→ Work task
Within the records below, filter for lines carrying the word "derive" and copy them.

→ Extracted records
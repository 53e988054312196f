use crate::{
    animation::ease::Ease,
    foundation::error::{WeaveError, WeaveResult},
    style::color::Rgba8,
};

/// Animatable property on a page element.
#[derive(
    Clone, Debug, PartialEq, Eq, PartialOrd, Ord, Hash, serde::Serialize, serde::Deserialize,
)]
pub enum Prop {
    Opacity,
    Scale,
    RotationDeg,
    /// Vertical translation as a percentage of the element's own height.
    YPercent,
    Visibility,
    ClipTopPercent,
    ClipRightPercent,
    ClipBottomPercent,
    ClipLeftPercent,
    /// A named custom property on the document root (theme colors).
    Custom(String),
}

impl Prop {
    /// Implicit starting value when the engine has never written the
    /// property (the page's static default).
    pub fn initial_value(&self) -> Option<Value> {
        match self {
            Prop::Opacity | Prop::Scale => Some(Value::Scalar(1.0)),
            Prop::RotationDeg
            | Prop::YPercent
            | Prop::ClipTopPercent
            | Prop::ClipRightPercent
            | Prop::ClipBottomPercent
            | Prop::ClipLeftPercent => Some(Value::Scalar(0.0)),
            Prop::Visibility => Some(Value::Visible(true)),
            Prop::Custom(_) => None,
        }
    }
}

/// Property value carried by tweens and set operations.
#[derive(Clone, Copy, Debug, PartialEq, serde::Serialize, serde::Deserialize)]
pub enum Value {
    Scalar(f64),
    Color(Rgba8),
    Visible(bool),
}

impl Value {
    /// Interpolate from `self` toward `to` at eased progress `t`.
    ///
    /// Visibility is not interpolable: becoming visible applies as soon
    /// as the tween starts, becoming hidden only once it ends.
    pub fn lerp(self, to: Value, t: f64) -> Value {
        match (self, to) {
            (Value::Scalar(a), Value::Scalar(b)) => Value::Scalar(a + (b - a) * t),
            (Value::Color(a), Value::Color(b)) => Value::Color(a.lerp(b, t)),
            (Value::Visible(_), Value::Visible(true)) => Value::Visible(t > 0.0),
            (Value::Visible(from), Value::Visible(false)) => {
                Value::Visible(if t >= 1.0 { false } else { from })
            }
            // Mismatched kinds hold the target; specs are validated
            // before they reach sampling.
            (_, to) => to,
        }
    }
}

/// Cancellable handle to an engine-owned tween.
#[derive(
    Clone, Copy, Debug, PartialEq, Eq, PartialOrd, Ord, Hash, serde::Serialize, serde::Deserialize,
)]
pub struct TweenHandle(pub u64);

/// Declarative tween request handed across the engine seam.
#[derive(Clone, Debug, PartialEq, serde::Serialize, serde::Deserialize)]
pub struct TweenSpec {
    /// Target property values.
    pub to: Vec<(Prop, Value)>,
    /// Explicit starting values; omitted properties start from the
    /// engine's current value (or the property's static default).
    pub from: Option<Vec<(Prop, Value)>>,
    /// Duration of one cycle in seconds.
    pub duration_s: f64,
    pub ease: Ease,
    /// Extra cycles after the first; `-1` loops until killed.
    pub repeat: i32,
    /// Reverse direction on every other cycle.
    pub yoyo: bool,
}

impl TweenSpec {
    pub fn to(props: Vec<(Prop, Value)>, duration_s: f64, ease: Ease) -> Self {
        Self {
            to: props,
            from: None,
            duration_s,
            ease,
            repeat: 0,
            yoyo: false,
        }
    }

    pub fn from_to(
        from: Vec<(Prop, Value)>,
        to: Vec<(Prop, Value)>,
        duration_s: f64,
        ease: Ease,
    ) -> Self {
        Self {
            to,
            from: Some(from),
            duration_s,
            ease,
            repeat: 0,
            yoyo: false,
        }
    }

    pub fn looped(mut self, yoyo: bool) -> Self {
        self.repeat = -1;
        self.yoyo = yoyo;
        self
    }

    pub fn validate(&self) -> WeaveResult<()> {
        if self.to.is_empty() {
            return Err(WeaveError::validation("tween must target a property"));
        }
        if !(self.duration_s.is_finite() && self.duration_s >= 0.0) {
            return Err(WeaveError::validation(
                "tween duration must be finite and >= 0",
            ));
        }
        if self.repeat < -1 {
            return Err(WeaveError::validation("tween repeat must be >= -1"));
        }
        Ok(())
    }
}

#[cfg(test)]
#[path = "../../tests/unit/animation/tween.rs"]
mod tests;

==

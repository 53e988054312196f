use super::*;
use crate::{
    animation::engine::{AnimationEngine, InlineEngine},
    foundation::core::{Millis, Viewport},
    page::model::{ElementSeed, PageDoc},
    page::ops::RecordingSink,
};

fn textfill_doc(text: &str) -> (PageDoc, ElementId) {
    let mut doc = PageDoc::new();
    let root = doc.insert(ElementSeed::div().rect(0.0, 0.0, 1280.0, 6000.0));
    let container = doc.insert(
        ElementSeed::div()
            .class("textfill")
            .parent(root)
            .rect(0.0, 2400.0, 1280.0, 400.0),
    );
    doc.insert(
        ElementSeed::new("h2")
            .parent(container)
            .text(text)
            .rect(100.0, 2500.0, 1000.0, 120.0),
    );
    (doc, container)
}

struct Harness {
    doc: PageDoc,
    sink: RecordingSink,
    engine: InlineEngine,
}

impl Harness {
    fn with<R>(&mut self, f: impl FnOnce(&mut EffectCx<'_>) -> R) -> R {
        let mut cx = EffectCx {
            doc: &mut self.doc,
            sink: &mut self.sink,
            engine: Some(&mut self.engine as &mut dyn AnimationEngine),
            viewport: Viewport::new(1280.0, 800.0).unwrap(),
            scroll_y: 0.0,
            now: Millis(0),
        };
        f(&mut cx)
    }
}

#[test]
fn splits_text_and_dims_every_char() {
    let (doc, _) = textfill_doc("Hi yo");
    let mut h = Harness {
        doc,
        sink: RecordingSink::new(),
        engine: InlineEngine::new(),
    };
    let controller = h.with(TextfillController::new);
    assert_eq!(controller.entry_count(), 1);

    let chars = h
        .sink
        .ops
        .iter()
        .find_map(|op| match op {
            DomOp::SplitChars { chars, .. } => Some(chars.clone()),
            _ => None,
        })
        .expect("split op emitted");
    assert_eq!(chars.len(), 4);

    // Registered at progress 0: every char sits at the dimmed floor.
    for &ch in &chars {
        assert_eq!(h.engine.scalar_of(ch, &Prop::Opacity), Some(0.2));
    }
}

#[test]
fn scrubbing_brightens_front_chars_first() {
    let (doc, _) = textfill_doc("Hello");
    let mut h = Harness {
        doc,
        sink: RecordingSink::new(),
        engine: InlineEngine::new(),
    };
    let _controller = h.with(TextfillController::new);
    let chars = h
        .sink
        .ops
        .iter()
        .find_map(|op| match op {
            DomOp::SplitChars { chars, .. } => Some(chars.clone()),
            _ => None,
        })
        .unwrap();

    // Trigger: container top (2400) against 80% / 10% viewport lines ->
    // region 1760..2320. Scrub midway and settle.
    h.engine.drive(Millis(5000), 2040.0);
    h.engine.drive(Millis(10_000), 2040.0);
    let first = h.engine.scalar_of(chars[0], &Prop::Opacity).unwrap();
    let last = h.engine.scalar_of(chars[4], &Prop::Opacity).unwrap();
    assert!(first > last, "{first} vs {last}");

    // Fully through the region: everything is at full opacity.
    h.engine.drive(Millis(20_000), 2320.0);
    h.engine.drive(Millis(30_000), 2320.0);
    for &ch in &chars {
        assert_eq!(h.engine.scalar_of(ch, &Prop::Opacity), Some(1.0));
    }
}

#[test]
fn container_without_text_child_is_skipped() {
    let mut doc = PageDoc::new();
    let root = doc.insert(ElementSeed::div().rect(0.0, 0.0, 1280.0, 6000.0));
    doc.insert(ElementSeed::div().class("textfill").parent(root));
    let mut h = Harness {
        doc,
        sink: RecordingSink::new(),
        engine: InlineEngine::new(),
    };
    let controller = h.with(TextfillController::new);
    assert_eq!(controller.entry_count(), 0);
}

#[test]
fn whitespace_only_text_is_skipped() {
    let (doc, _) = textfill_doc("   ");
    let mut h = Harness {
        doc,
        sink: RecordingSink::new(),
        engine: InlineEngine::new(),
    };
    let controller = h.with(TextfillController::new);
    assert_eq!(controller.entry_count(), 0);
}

→ Solution to this task
#[derive(
#[derive(Clone, Copy, Debug, PartialEq, serde::Serialize, serde::Deserialize)]
#[derive(
#[derive(Clone, Debug, PartialEq, serde::Serialize, serde::Deserialize)]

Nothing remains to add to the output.